* **Exercise brief**
Please print every record below exactly as it reads.
(Records provided)
use std::io::Write;

use image::RgbaImage;

use crate::{config::RenderConfig, error::Result, image_extended::FitImage, term_misc};

const ALPHA_THRESHOLD: u8 = 128;

/// Renders an image as colored half-blocks, two pixel rows per text row.
///
/// The image is shrunk to fit the width hint (in cells) or the terminal width, and the height
/// hint (in cells) when one is given. Transparent pixels print as blank cells.
///
/// # Example
/// ```
/// use std::io::Cursor;
/// use termimg::blocks_encoder::encode_image;
/// use termimg::config::RenderConfig;
///
/// let mut png = Vec::new();
/// image::RgbaImage::from_pixel(2, 2, image::Rgba([255, 0, 0, 255]))
///     .write_to(&mut Cursor::new(&mut png), image::ImageFormat::Png)
///     .unwrap();
///
/// let mut out = Vec::new();
/// encode_image(&png, &mut out, &RenderConfig::default(), false).unwrap();
/// assert_eq!(out.iter().filter(|&&b| b == b'\n').count(), 1);
/// ```
pub fn encode_image(
    img: &[u8],
    mut out: impl Write,
    config: &RenderConfig,
    output_is_tty: bool,
) -> Result<()> {
    let image = image::load_from_memory(img)?;

    let columns = match config.width {
        Some(w) => w.get(),
        None => term_misc::winsize_or_default(output_is_tty).columns as u32,
    };
    let rows = config
        .height
        .map(|h| h.get().saturating_mul(2))
        .unwrap_or(u32::MAX / 4);
    let rgba = image.fit_into(columns, rows, config.preserve_aspect_ratio)?;

    write_blocks(&rgba, &mut out)?;
    out.flush()?;
    Ok(())
}

fn write_blocks(img: &RgbaImage, out: &mut impl Write) -> Result<()> {
    let w = img.width();
    let h = img.height();
    let mut buf = Vec::with_capacity((w * h) as usize * 20);

    for y in (0..h).step_by(2) {
        for x in 0..w {
            let upper = img.get_pixel(x, y);
            let lower = (y + 1 < h).then(|| img.get_pixel(x, y + 1));

            let upper_visible = upper[3] >= ALPHA_THRESHOLD;
            let lower_visible = lower.is_some_and(|p| p[3] >= ALPHA_THRESHOLD);

            match (upper_visible, lower) {
                (true, Some(l)) if lower_visible => write!(
                    buf,
                    "\x1b[38;2;{};{};{}m\x1b[48;2;{};{};{}m▀",
                    upper[0], upper[1], upper[2], l[0], l[1], l[2]
                )?,
                (true, _) => write!(
                    buf,
                    "\x1b[38;2;{};{};{}m\x1b[49m▀",
                    upper[0], upper[1], upper[2]
                )?,
                (false, Some(l)) if lower_visible => {
                    write!(buf, "\x1b[0m\x1b[38;2;{};{};{}m▄", l[0], l[1], l[2])?
                }
                _ => buf.extend_from_slice(b"\x1b[0m "),
            }
        }
        buf.extend_from_slice(b"\x1b[0m\n");
    }

    out.write_all(&buf)?;
    Ok(())
}

#[cfg(test)]
mod tests {
    use super::*;
    use image::Rgba;
    use std::io::Cursor;

    fn png(img: &RgbaImage) -> Vec<u8> {
        let mut bytes = Vec::new();
        img.write_to(&mut Cursor::new(&mut bytes), image::ImageFormat::Png)
            .unwrap();
        bytes
    }

    #[test]
    fn test_two_pixel_rows_per_line() {
        let mut img = RgbaImage::from_pixel(1, 3, Rgba([255, 0, 0, 255]));
        img.put_pixel(0, 1, Rgba([0, 0, 255, 255]));
        let mut out = Vec::new();
        write_blocks(&img, &mut out).unwrap();
        let s = String::from_utf8(out).unwrap();
        assert_eq!(
            s,
            "\x1b[38;2;255;0;0m\x1b[48;2;0;0;255m▀\x1b[0m\n\x1b[38;2;255;0;0m\x1b[49m▀\x1b[0m\n"
        );
    }

    #[test]
    fn test_transparent_cells() {
        let mut img = RgbaImage::from_pixel(2, 2, Rgba([0, 0, 0, 0]));
        img.put_pixel(1, 1, Rgba([0, 255, 0, 255]));
        let mut out = Vec::new();
        write_blocks(&img, &mut out).unwrap();
        let s = String::from_utf8(out).unwrap();
        assert_eq!(s, "\x1b[0m \x1b[0m\x1b[38;2;0;255;0m▄\x1b[0m\n");
    }

    #[test]
    fn test_width_hint_shrinks() {
        let img = RgbaImage::from_pixel(40, 20, Rgba([9, 9, 9, 255]));
        let cfg = RenderConfig::default().with_width(10).unwrap();
        let mut out = Vec::new();
        encode_image(&png(&img), &mut out, &cfg, false).unwrap();
        let s = String::from_utf8(out).unwrap();
        // 10x5 pixels -> 3 lines of 10 cells
        assert_eq!(s.lines().count(), 3);
        assert_eq!(s.lines().next().unwrap().matches('▀').count(), 10);
    }

    #[test]
    fn test_default_width_is_terminal_fallback() {
        let img = RgbaImage::from_pixel(200, 2, Rgba([9, 9, 9, 255]));
        let mut out = Vec::new();
        encode_image(&png(&img), &mut out, &RenderConfig::default(), false).unwrap();
        let s = String::from_utf8(out).unwrap();
        assert_eq!(s.lines().next().unwrap().matches('▀').count(), 80);
    }
}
(End Records provided)
* **Response**
use std::io::Write;

use image::RgbaImage;

use crate::{config::RenderConfig, error::Result, image_extended::FitImage, term_misc};

const ALPHA_THRESHOLD: u8 = 128;

/// Renders an image as colored half-blocks, two pixel rows per text row.
///
/// The image is shrunk to fit the width hint (in cells) or the terminal width, and the height
/// hint (in cells) when one is given. Transparent pixels print as blank cells.
///
/// # Example
/// ```
/// use std::io::Cursor;
/// use termimg::blocks_encoder::encode_image;
/// use termimg::config::RenderConfig;
///
/// let mut png = Vec::new();
/// image::RgbaImage::from_pixel(2, 2, image::Rgba([255, 0, 0, 255]))
///     .write_to(&mut Cursor::new(&mut png), image::ImageFormat::Png)
///     .unwrap();
///
/// let mut out = Vec::new();
/// encode_image(&png, &mut out, &RenderConfig::default(), false).unwrap();
/// assert_eq!(out.iter().filter(|&&b| b == b'\n').count(), 1);
/// ```
pub fn encode_image(
    img: &[u8],
    mut out: impl Write,
    config: &RenderConfig,
    output_is_tty: bool,
) -> Result<()> {
    let image = image::load_from_memory(img)?;

    let columns = match config.width {
        Some(w) => w.get(),
        None => term_misc::winsize_or_default(output_is_tty).columns as u32,
    };
    let rows = config
        .height
        .map(|h| h.get().saturating_mul(2))
        .unwrap_or(u32::MAX / 4);
    let rgba = image.fit_into(columns, rows, config.preserve_aspect_ratio)?;

    write_blocks(&rgba, &mut out)?;
    out.flush()?;
    Ok(())
}

fn write_blocks(img: &RgbaImage, out: &mut impl Write) -> Result<()> {
    let w = img.width();
    let h = img.height();
    let mut buf = Vec::with_capacity((w * h) as usize * 20);

    for y in (0..h).step_by(2) {
        for x in 0..w {
            let upper = img.get_pixel(x, y);
            let lower = (y + 1 < h).then(|| img.get_pixel(x, y + 1));

            let upper_visible = upper[3] >= ALPHA_THRESHOLD;
            let lower_visible = lower.is_some_and(|p| p[3] >= ALPHA_THRESHOLD);

            match (upper_visible, lower) {
                (true, Some(l)) if lower_visible => write!(
                    buf,
                    "\x1b[38;2;{};{};{}m\x1b[48;2;{};{};{}m▀",
                    upper[0], upper[1], upper[2], l[0], l[1], l[2]
                )?,
                (true, _) => write!(
                    buf,
                    "\x1b[38;2;{};{};{}m\x1b[49m▀",
                    upper[0], upper[1], upper[2]
                )?,
                (false, Some(l)) if lower_visible => {
                    write!(buf, "\x1b[0m\x1b[38;2;{};{};{}m▄", l[0], l[1], l[2])?
                }
                _ => buf.extend_from_slice(b"\x1b[0m "),
            }
        }
        buf.extend_from_slice(b"\x1b[0m\n");
    }

    out.write_all(&buf)?;
    Ok(())
}

#[cfg(test)]
mod tests {
    use super::*;
    use image::Rgba;
    use std::io::Cursor;

    fn png(img: &RgbaImage) -> Vec<u8> {
        let mut bytes = Vec::new();
        img.write_to(&mut Cursor::new(&mut bytes), image::ImageFormat::Png)
            .unwrap();
        bytes
    }

    #[test]
    fn test_two_pixel_rows_per_line() {
        let mut img = RgbaImage::from_pixel(1, 3, Rgba([255, 0, 0, 255]));
        img.put_pixel(0, 1, Rgba([0, 0, 255, 255]));
        let mut out = Vec::new();
        write_blocks(&img, &mut out).unwrap();
        let s = String::from_utf8(out).unwrap();
        assert_eq!(
            s,
            "\x1b[38;2;255;0;0m\x1b[48;2;0;0;255m▀\x1b[0m\n\x1b[38;2;255;0;0m\x1b[49m▀\x1b[0m\n"
        );
    }

    #[test]
    fn test_transparent_cells() {
        let mut img = RgbaImage::from_pixel(2, 2, Rgba([0, 0, 0, 0]));
        img.put_pixel(1, 1, Rgba([0, 255, 0, 255]));
        let mut out = Vec::new();
        write_blocks(&img, &mut out).unwrap();
        let s = String::from_utf8(out).unwrap();
        assert_eq!(s, "\x1b[0m \x1b[0m\x1b[38;2;0;255;0m▄\x1b[0m\n");
    }

    #[test]
    fn test_width_hint_shrinks() {
        let img = RgbaImage::from_pixel(40, 20, Rgba([9, 9, 9, 255]));
        let cfg = RenderConfig::default().with_width(10).unwrap();
        let mut out = Vec::new();
        encode_image(&png(&img), &mut out, &cfg, false).unwrap();
        let s = String::from_utf8(out).unwrap();
        // 10x5 pixels -> 3 lines of 10 cells
        assert_eq!(s.lines().count(), 3);
        assert_eq!(s.lines().next().unwrap().matches('▀').count(), 10);
    }

    #[test]
    fn test_default_width_is_terminal_fallback() {
        let img = RgbaImage::from_pixel(200, 2, Rgba([9, 9, 9, 255]));
        let mut out = Vec::new();
        encode_image(&png(&img), &mut out, &RenderConfig::default(), false).unwrap();
        let s = String::from_utf8(out).unwrap();
        assert_eq!(s.lines().next().unwrap().matches('▀').count(), 80);
    }
}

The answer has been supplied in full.